И все же я не мог поставить себя

в положение Метельникова, сочинившего в своей голове что-то вроде «первобытного рая», и теперь усиленно воплощавшего в жизнь эту архаическую иллюзию. Но разрушать ее я не хотел, впрочем, если бы и захотел, ничего бы из этого не вышло; на почве бытовой, житейской, друг мой был уступчив как мокрая глина, но в сфере идеалистической, умственной, та же глина обращалась в подобие почвенной «подушки», на которую в наших краях неизбежно натыкаются копатели колодцев на глубине от одного до полутора метров: после податливого песка лопата вдруг утыкается в нечто вроде толстой резины; на ней можно прыгать: она охает, пружинит, пищит, но не поддается никакой механической трансформации. Единственное, о чем я спросил Метельникова, прежде чем дать свое согласие на разговор с «первым»: а ты уверен в том, что это то, что тебе нужно? Спросил и тут же пожалел: Метельников замкнулся, свел брови над переносицей в две тугие складки и сквозь зубы процедил что-то в том смысле: что, мол, ему не семнадцать лет, и что если я не считаю его человеком вменяемым, то какие-либо отношения между нами становятся «невозможны в принципе». Итак, «лопата» уперлась в «подушку»; за словом «принцип» мог последовать если не полный разрыв, то значительное и прогрессирующее отчуждение, а этого мне вовсе не хотелось; мне ведь на протяжении этих полутора месяцев в какой-то степени согревала душу мысль о том, что где-то там, в этих диких краях, я могу встретить душевно близкого мне человека. Хорошо, сказал я, я поговорю.

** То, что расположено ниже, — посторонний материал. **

use rand::prelude::*;
use rand_distr::StandardNormal;
use rustfft::num_complex::Complex64;

use crate::error::{DomainError, GwError, SpectralError};
use crate::series::{FrequencyAxis, FrequencySeries};

/// Validate PSD curve inputs for physical correctness.
///
/// # Errors
/// * `SpectralError::AxisTooShort` - fewer than 2 points
/// * `SpectralError::LengthMismatch` - frequency and value arrays differ in length
/// * `SpectralError::InvalidPsdPoint` - NaN/infinite/negative frequency or value,
///   or frequencies not strictly increasing
fn validate_psd_inputs(frequencies: &[f64], values: &[f64]) -> Result<(), SpectralError> {
    if frequencies.len() != values.len() {
        return Err(SpectralError::LengthMismatch {
            frequencies: frequencies.len(),
            values: values.len(),
        });
    }
    if frequencies.len() < 2 {
        return Err(SpectralError::AxisTooShort(frequencies.len()));
    }

    for (index, (&frequency, &value)) in frequencies.iter().zip(values).enumerate() {
        if !frequency.is_finite() {
            return Err(SpectralError::InvalidPsdPoint {
                index,
                reason: "frequency is not finite",
            });
        }
        if frequency < 0.0 {
            return Err(SpectralError::InvalidPsdPoint {
                index,
                reason: "frequency is negative",
            });
        }
        if !value.is_finite() {
            return Err(SpectralError::InvalidPsdPoint {
                index,
                reason: "power is not finite",
            });
        }
        if value < 0.0 {
            return Err(SpectralError::InvalidPsdPoint {
                index,
                reason: "power is negative",
            });
        }
        if index > 0 && frequency <= frequencies[index - 1] {
            return Err(SpectralError::InvalidPsdPoint {
                index,
                reason: "frequencies are not strictly increasing",
            });
        }
    }
    Ok(())
}

/// A single point of a power spectral density curve.
#[derive(Debug, Clone, Copy, PartialEq)]
pub struct PsdPoint {
    /// Frequency in Hz
    pub frequency: f64,
    /// One-sided power spectral density in strain²/Hz
    pub power: f64,
}

/// One-sided detector noise power spectral density.
///
/// The curve owns its own frequency grid, independent of any data it is later
/// applied to, and is evaluated at arbitrary frequencies by linear
/// interpolation. There is no extrapolation: querying outside the grid is a
/// [`DomainError`].
#[derive(Debug, Clone, PartialEq)]
pub struct PowerSpectralDensity {
    frequencies: Vec<f64>,
    values: Vec<f64>,
}

impl PowerSpectralDensity {
    /// Create a PSD curve from matching frequency and power arrays.
    ///
    /// # Arguments
    /// * `frequencies` - Strictly increasing, non-negative frequencies in Hz
    /// * `values` - Non-negative PSD values in strain²/Hz
    pub fn new(frequencies: Vec<f64>, values: Vec<f64>) -> Result<Self, SpectralError> {
        validate_psd_inputs(&frequencies, &values)?;
        Ok(Self {
            frequencies,
            values,
        })
    }

    /// Create a PSD curve from individual points.
    pub fn from_points(points: &[PsdPoint]) -> Result<Self, SpectralError> {
        let (frequencies, values) = points.iter().map(|p| (p.frequency, p.power)).unzip();
        Self::new(frequencies, values)
    }

    /// Create a PSD curve from an amplitude spectral density (squared pointwise).
    pub fn from_amplitude_spectral_density(
        frequencies: Vec<f64>,
        asd: &[f64],
    ) -> Result<Self, SpectralError> {
        Self::new(frequencies, asd.iter().map(|a| a * a).collect())
    }

    /// White noise PSD covering `[min_frequency, max_frequency]`.
    pub fn flat(level: f64, min_frequency: f64, max_frequency: f64) -> Result<Self, SpectralError> {
        Self::new(vec![min_frequency, max_frequency], vec![level, level])
    }

    pub fn frequencies(&self) -> &[f64] {
        &self.frequencies
    }

    pub fn values(&self) -> &[f64] {
        &self.values
    }

    pub fn min_frequency(&self) -> f64 {
        self.frequencies[0]
    }

    pub fn max_frequency(&self) -> f64 {
        self.frequencies[self.frequencies.len() - 1]
    }

    /// Amplitude spectral density values, √PSD.
    pub fn amplitude_spectral_density(&self) -> Vec<f64> {
        self.values.iter().map(|v| v.sqrt()).collect()
    }

    /// Interpolate the PSD at `frequency`.
    ///
    /// # Errors
    /// * `DomainError` - `frequency` outside `[min_frequency, max_frequency]` (or NaN)
    pub fn interpolate(&self, frequency: f64) -> Result<f64, DomainError> {
        let min = self.min_frequency();
        let max = self.max_frequency();
        if !(min..=max).contains(&frequency) {
            return Err(DomainError {
                frequency,
                min,
                max,
            });
        }

        // First grid point strictly above the query
        let upper = self.frequencies.partition_point(|&f| f <= frequency);
        if upper == self.frequencies.len() {
            return Ok(self.values[upper - 1]);
        }
        let lower = upper - 1;

        let x0 = self.frequencies[lower];
        let x1 = self.frequencies[upper];
        let y0 = self.values[lower];
        let y1 = self.values[upper];
        let t = (frequency - x0) / (x1 - x0);
        Ok(y0 + t * (y1 - y0))
    }

    /// Interpolate the PSD at every bin of `axis`.
    pub fn interpolate_axis(&self, axis: &FrequencyAxis) -> Result<Vec<f64>, DomainError> {
        (0..axis.len())
            .map(|k| self.interpolate(axis.frequency(k)))
            .collect()
    }

    /// The PSD multiplied by `factor`, e.g. σ² for a noise-amplitude parameter.
    pub fn scaled(&self, factor: f64) -> Result<Self, SpectralError> {
        Self::new(
            self.frequencies.clone(),
            self.values.iter().map(|v| v * factor).collect(),
        )
    }

    /// Draw a coloured Gaussian noise realisation from this PSD.
    ///
    /// See [`noise_realisation`].
    pub fn noise_realisation(
        &self,
        sampling_frequency: f64,
        time_duration: f64,
        seed: Option<u64>,
    ) -> Result<FrequencySeries, GwError> {
        noise_realisation(self, sampling_frequency, time_duration, seed)
    }
}

/// Generate stationary coloured Gaussian noise in the frequency domain.
///
/// Each bin gets independent zero-mean Gaussian real and imaginary parts with
/// variance `psd(f) · fs · T / 4`. The DC bin and, for an even number of
/// samples, the Nyquist bin are set to zero.
///
/// # Arguments
/// * `psd` - Noise curve, must cover the whole one-sided axis [0, fs/2]
/// * `sampling_frequency` - Sampling frequency in Hz
/// * `time_duration` - Segment length in seconds
/// * `seed` - Optional random seed. If None, uses random seed
///
/// # Returns
/// Noise on the axis from [`FrequencyAxis::from_sampling`]
///
/// # Errors
/// * `GwError::Domain` - a bin frequency lies outside the PSD's range
/// * `GwError::Spectral` - invalid sampling frequency or duration
pub fn noise_realisation(
    psd: &PowerSpectralDensity,
    sampling_frequency: f64,
    time_duration: f64,
    seed: Option<u64>,
) -> Result<FrequencySeries, GwError> {
    if !(time_duration.is_finite() && time_duration > 0.0) {
        return Err(GwError::InvalidDuration(time_duration));
    }
    let axis = FrequencyAxis::from_sampling(sampling_frequency, time_duration)?;
    let psd_values = psd.interpolate_axis(&axis)?;

    let mut rng = match seed {
        Some(s) => rand::rngs::StdRng::seed_from_u64(s),
        None => rand::rngs::StdRng::from_entropy(),
    };

    let variance_scale = sampling_frequency * time_duration / 4.0;
    let mut values: Vec<Complex64> = psd_values
        .iter()
        .map(|&p| {
            let sigma = (p * variance_scale).sqrt();
            let re: f64 = rng.sample(StandardNormal);
            let im: f64 = rng.sample(StandardNormal);
            Complex64::new(sigma * re, sigma * im)
        })
        .collect();

    values[0] = Complex64::new(0.0, 0.0);
    let n_samples = (sampling_frequency * time_duration).round() as usize;
    if n_samples % 2 == 0 {
        if let Some(last) = values.last_mut() {
            *last = Complex64::new(0.0, 0.0);
        }
    }

    Ok(FrequencySeries::new(axis, values)?)
}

После этого мы вернулись на его чердак, где Рая напоила нас зеленым чаем; держалась мило, непосредственно, но, на мой взгляд, слишком живо и даже чуть-чуть кокетливо по отношению ко мне. В разговоре выяснилось, что завтра после полудня ожидается катер, на котором они с Метельниковым хотят отправить свою кору в заготовительный пункт. Кто-то из них должен был отправиться с этой корой, как-то устраиваться с ночлегом в незнакомом месте, ждать обратной оказии; в общем, все это было весьма хлопотно, и потому когда я предложил в качестве «экспедитора» себя с тем, чтобы переслать полученные за кору деньги переводом, они оба приняли эту идею с какой-то наивной, детской радостью. И сквозь эту радость я вдруг увидел двух уставших, измотанных жизнью, людей, узревших нечто судьбоносное в своей странной встрече, и потому суеверно опасающихся даже кратких разлук. Так бывает в снах о любимом человеке; вы вместе, вы счастливы как никогда не были счастливы в реальной жизни, но грядущее пробуждение разлучает вас навсегда, как смерть.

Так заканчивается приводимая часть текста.